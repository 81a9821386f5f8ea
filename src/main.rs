mod cli;
mod error;
mod run;

use clap::Parser;
use std::process::ExitCode;
use tracing::error;
use tracing_subscriber::EnvFilter;

#[tokio::main]
async fn main() -> ExitCode {
    let args = cli::Args::parse();
    init_tracing(args.verbose);

    match args.into_command() {
        cli::Command::Run(run_args) => match run::daily_run(&run_args).await {
            Ok(_) => ExitCode::SUCCESS,
            // The scheduler reads the exit code; the humans read the log.
            Err(err) => {
                error!(error = %err, detail = ?err, "daily run failed");
                ExitCode::FAILURE
            },
        },
    }
}

fn init_tracing(verbose: u8) {
    let default_level = match verbose {
        0 => "info",
        1 => "debug",
        _ => "trace",
    };
    let filter = EnvFilter::try_from_default_env().unwrap_or_else(|_| EnvFilter::new(default_level));
    tracing_subscriber::fmt().with_env_filter(filter).init();
}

Task prompt ▸ Each line in the entries above, starting at the line with "let args = cli::Args::parse();" and ending at the line with "read the log.", is to be printed exactly, and only those lines.

Result of this task ▸
    let args = cli::Args::parse();
    init_tracing(args.verbose);

    match args.into_command() {
        cli::Command::Run(run_args) => match run::daily_run(&run_args).await {
            Ok(_) => ExitCode::SUCCESS,
            // The scheduler reads the exit code; the humans read the log.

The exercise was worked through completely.